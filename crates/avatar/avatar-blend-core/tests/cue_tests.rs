use std::sync::atomic::{AtomicUsize, Ordering};
use std::sync::{Arc, Mutex};

use avatar_blend_core::{
    AvatarController, AvatarError, AvatarEvent, BlendState, Config, CueHandler, CueKind, Playback,
    RigAsset, RigId, RigRegistry,
};
use avatar_test_fixtures::rigs;

const FRAME: f32 = 0.05;

fn fixture(id: RigId) -> Result<RigAsset, AvatarError> {
    rigs::load::<RigAsset>(id.name()).map_err(|e| AvatarError::AssetLoad {
        rig: id,
        reason: e.to_string(),
    })
}

fn ready_with(mut source: impl FnMut(RigId) -> Result<RigAsset, AvatarError>) -> AvatarController {
    let mut ctl = AvatarController::new(Config::default());
    ctl.load_rigs(&mut source);
    ctl.tick(1.0 / 60.0);
    assert!(ctl.is_ready());
    ctl
}

fn ready() -> AvatarController {
    ready_with(fixture)
}

fn counter(ctl: &mut AvatarController) -> Arc<AtomicUsize> {
    let hits = Arc::new(AtomicUsize::new(0));
    let h = hits.clone();
    ctl.set_on_cue_completed(Box::new(move |_| {
        h.fetch_add(1, Ordering::SeqCst);
    }));
    hits
}

fn run(ctl: &mut AvatarController, frames: usize) -> Vec<AvatarEvent> {
    let mut events = Vec::new();
    for _ in 0..frames {
        events.extend(ctl.tick(FRAME).events.iter().cloned());
    }
    events
}

fn completed(events: &[AvatarEvent]) -> Vec<CueKind> {
    events
        .iter()
        .filter_map(|e| match e {
            AvatarEvent::CueCompleted { kind, .. } => Some(*kind),
            _ => None,
        })
        .collect()
}

#[test]
fn cue_hard_cuts_and_plays_from_start() {
    let mut ctl = ready();
    run(&mut ctl, 10);
    ctl.request_cue(CueKind::Dance);

    assert_eq!(ctl.state(), BlendState::Cueing(CueKind::Dance));
    assert_eq!(ctl.alpha(RigId::Dance), 1.0);
    for id in [RigId::Idle, RigId::Talk, RigId::Jump] {
        assert_eq!(ctl.alpha(id), 0.0, "{id}");
        assert_eq!(ctl.rig(id).unwrap().mixer.playback(), Playback::Off);
    }
    let dance = ctl.rig(RigId::Dance).unwrap();
    assert_eq!(dance.mixer.playback(), Playback::Playing);
    assert_eq!(dance.mixer.time(), 0.0);

    let out = ctl.tick(FRAME);
    assert!(out.crossfade.is_none());
    assert!(out.rig(RigId::Dance).unwrap().visible);
    assert!(!out.rig(RigId::Idle).unwrap().visible);
    assert!(matches!(
        out.events.as_slice(),
        [
            AvatarEvent::StateChanged { .. },
            AvatarEvent::CueStarted {
                kind: CueKind::Dance,
                ..
            }
        ]
    ));
}

#[test]
fn cue_completes_exactly_once_and_restores_idle() {
    let mut ctl = ready();
    let hits = counter(&mut ctl);
    ctl.request_cue(CueKind::Dance);

    // Dance clip is 3.2 s long.
    let mut done_at = None;
    for frame in 0..200 {
        let out = ctl.tick(FRAME);
        if completed(&out.events) == vec![CueKind::Dance] {
            // The completion frame already shows Idle from its first pose.
            let idle = out.rig(RigId::Idle).unwrap();
            assert_eq!(idle.alpha, 1.0);
            assert_eq!(idle.time, 0.0);
            assert_eq!(idle.playback, Playback::Playing);
            assert_eq!(out.rig(RigId::Dance).unwrap().alpha, 0.0);
            assert_eq!(out.state, BlendState::Resting);
            done_at = Some(frame);
        }
    }
    let frame = done_at.expect("dance should complete");
    assert!((63..=65).contains(&frame), "completed on frame {frame}");
    assert_eq!(hits.load(Ordering::SeqCst), 1);
    assert_eq!(ctl.state(), BlendState::Resting);
    assert_eq!(ctl.rig(RigId::Dance).unwrap().mixer.playback(), Playback::Off);
}

#[test]
fn second_cue_preempts_the_first() {
    let mut ctl = ready();
    let kinds = Arc::new(Mutex::new(Vec::new()));
    let sink = kinds.clone();
    ctl.set_on_cue_completed(Box::new(move |kind| {
        sink.lock().unwrap().push(kind);
    }));

    ctl.request_cue(CueKind::Dance);
    run(&mut ctl, 10);
    ctl.request_cue(CueKind::Jump);

    assert_eq!(ctl.state(), BlendState::Cueing(CueKind::Jump));
    assert_eq!(ctl.alpha(RigId::Dance), 0.0);
    assert_eq!(ctl.alpha(RigId::Jump), 1.0);
    assert_eq!(ctl.rig(RigId::Jump).unwrap().mixer.time(), 0.0);
    assert_eq!(ctl.rig(RigId::Dance).unwrap().mixer.playback(), Playback::Off);

    let events = run(&mut ctl, 100);
    assert!(events.iter().any(|e| matches!(
        e,
        AvatarEvent::CueCanceled {
            kind: CueKind::Dance,
            ..
        }
    )));
    assert_eq!(completed(&events), vec![CueKind::Jump]);
    assert_eq!(*kinds.lock().unwrap(), vec![CueKind::Jump]);
    assert_eq!(ctl.state(), BlendState::Resting);
}

#[test]
fn same_cue_request_is_ignored() {
    let mut ctl = ready();
    ctl.request_cue(CueKind::Dance);
    let token = ctl.active_cue().unwrap().token;
    run(&mut ctl, 20);
    let t = ctl.rig(RigId::Dance).unwrap().mixer.time();

    ctl.request_cue(CueKind::Dance);
    assert_eq!(ctl.active_cue().unwrap().token, token);
    assert_eq!(ctl.rig(RigId::Dance).unwrap().mixer.time(), t);
}

#[test]
fn missing_cue_rig_is_a_no_op() {
    let mut ctl = ready_with(|id| match id {
        RigId::Dance => Err(AvatarError::AssetLoad {
            rig: id,
            reason: "network error".into(),
        }),
        other => fixture(other),
    });
    assert_eq!(ctl.registry().iter().count(), 3);

    ctl.request_cue(CueKind::Dance);
    assert_eq!(ctl.state(), BlendState::Resting);
    assert_eq!(ctl.alpha(RigId::Idle), 1.0);
    assert!(ctl.tick(FRAME).events.is_empty());

    // Jump still works.
    ctl.request_cue(CueKind::Jump);
    assert_eq!(ctl.state(), BlendState::Cueing(CueKind::Jump));
}

#[test]
fn clipless_cue_rig_is_a_no_op() {
    let mut ctl = ready_with(|id| {
        let mut asset = fixture(id)?;
        if id == RigId::Jump {
            asset.clips.clear();
        }
        Ok(asset)
    });
    ctl.request_cue(CueKind::Jump);
    assert_eq!(ctl.state(), BlendState::Resting);
    assert!(ctl.active_cue().is_none());
}

#[test]
fn cue_during_speech_returns_to_speaking() {
    let mut ctl = ready();
    ctl.on_speech_started();
    run(&mut ctl, 2);
    assert!(ctl.crossfade().is_some());

    ctl.request_cue(CueKind::Jump);
    assert!(ctl.crossfade().is_none());
    assert_eq!(ctl.alpha(RigId::Idle), 0.0);
    assert_eq!(ctl.alpha(RigId::Talk), 0.0);

    // Jump is 1.1 s; speech is still live when it ends.
    let events = run(&mut ctl, 24);
    assert_eq!(completed(&events), vec![CueKind::Jump]);
    assert_eq!(ctl.state(), BlendState::Speaking);
    let fade = ctl.crossfade().expect("fading into talk");
    assert_eq!(fade.to, RigId::Talk);

    run(&mut ctl, 10);
    assert_eq!(ctl.alpha(RigId::Talk), 1.0);
    assert_eq!(ctl.alpha(RigId::Idle), 0.0);
}

#[test]
fn speech_end_during_cue_settles_at_rest() {
    let mut ctl = ready();
    ctl.on_speech_started();
    run(&mut ctl, 10);
    ctl.request_cue(CueKind::Dance);
    ctl.on_speech_ended();
    assert_eq!(ctl.state(), BlendState::Cueing(CueKind::Dance));
    assert!(!ctl.is_speaking());

    run(&mut ctl, 80);
    assert_eq!(ctl.state(), BlendState::Resting);
    assert!(ctl.crossfade().is_none());
    assert_eq!(ctl.alpha(RigId::Idle), 1.0);
    assert_eq!(ctl.alpha(RigId::Talk), 0.0);
}

#[test]
fn cancel_restores_rest_without_completion() {
    let mut ctl = ready();
    let hits = counter(&mut ctl);
    ctl.request_cue(CueKind::Dance);
    run(&mut ctl, 10);

    ctl.cancel_cue();
    assert_eq!(ctl.state(), BlendState::Resting);
    let idle = ctl.rig(RigId::Idle).unwrap();
    assert_eq!(idle.alpha, 1.0);
    assert_eq!(idle.mixer.time(), 0.0);

    let events = run(&mut ctl, 100);
    assert!(completed(&events).is_empty());
    assert_eq!(hits.load(Ordering::SeqCst), 0);

    // Nothing to cancel.
    ctl.cancel_cue();
    assert!(ctl.tick(FRAME).events.is_empty());
}

#[test]
fn stale_finished_notification_is_rejected() {
    let mut registry = RigRegistry::new();
    let mut src = fixture;
    for id in RigId::ALL {
        registry.load_rig(id, &mut src).unwrap();
    }
    let mut cues = CueHandler::new();

    let first = cues.start(CueKind::Dance, &mut registry).unwrap();
    assert!(cues.cancel(&mut registry).is_some());
    assert!(cues.finished(RigId::Dance, first.token, &mut registry).is_err());

    let second = cues.start(CueKind::Dance, &mut registry).unwrap();
    assert!(second.token > first.token);
    assert!(cues.finished(RigId::Dance, first.token, &mut registry).is_err());
    assert!(cues.finished(RigId::Jump, second.token, &mut registry).is_err());
    assert_eq!(cues.active(), Some(second));

    assert_eq!(
        cues.finished(RigId::Dance, second.token, &mut registry),
        Ok(second)
    );
    assert!(cues.active().is_none());
    assert_eq!(registry.get(RigId::Idle).unwrap().alpha, 1.0);
}

#[test]
fn teardown_during_cue_drops_completion() {
    let mut ctl = ready();
    let hits = counter(&mut ctl);
    ctl.request_cue(CueKind::Jump);
    run(&mut ctl, 5);
    ctl.teardown();

    let events = run(&mut ctl, 60);
    assert!(events.is_empty());
    assert_eq!(hits.load(Ordering::SeqCst), 0);
    ctl.request_cue(CueKind::Dance);
    assert!(ctl.active_cue().is_none());
}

**Activity**
Exactly the lines from the one containing "let mut registry = RigRegistry::new();" through the end of the listing above, inclusive, are to be written out, and no others.

**Result of this exercise**
    let mut registry = RigRegistry::new();
    let mut src = fixture;
    for id in RigId::ALL {
        registry.load_rig(id, &mut src).unwrap();
    }
    let mut cues = CueHandler::new();

    let first = cues.start(CueKind::Dance, &mut registry).unwrap();
    assert!(cues.cancel(&mut registry).is_some());
    assert!(cues.finished(RigId::Dance, first.token, &mut registry).is_err());

    let second = cues.start(CueKind::Dance, &mut registry).unwrap();
    assert!(second.token > first.token);
    assert!(cues.finished(RigId::Dance, first.token, &mut registry).is_err());
    assert!(cues.finished(RigId::Jump, second.token, &mut registry).is_err());
    assert_eq!(cues.active(), Some(second));

    assert_eq!(
        cues.finished(RigId::Dance, second.token, &mut registry),
        Ok(second)
    );
    assert!(cues.active().is_none());
    assert_eq!(registry.get(RigId::Idle).unwrap().alpha, 1.0);
}

#[test]
fn teardown_during_cue_drops_completion() {
    let mut ctl = ready();
    let hits = counter(&mut ctl);
    ctl.request_cue(CueKind::Jump);
    run(&mut ctl, 5);
    ctl.teardown();

    let events = run(&mut ctl, 60);
    assert!(events.is_empty());
    assert_eq!(hits.load(Ordering::SeqCst), 0);
    ctl.request_cue(CueKind::Dance);
    assert!(ctl.active_cue().is_none());
}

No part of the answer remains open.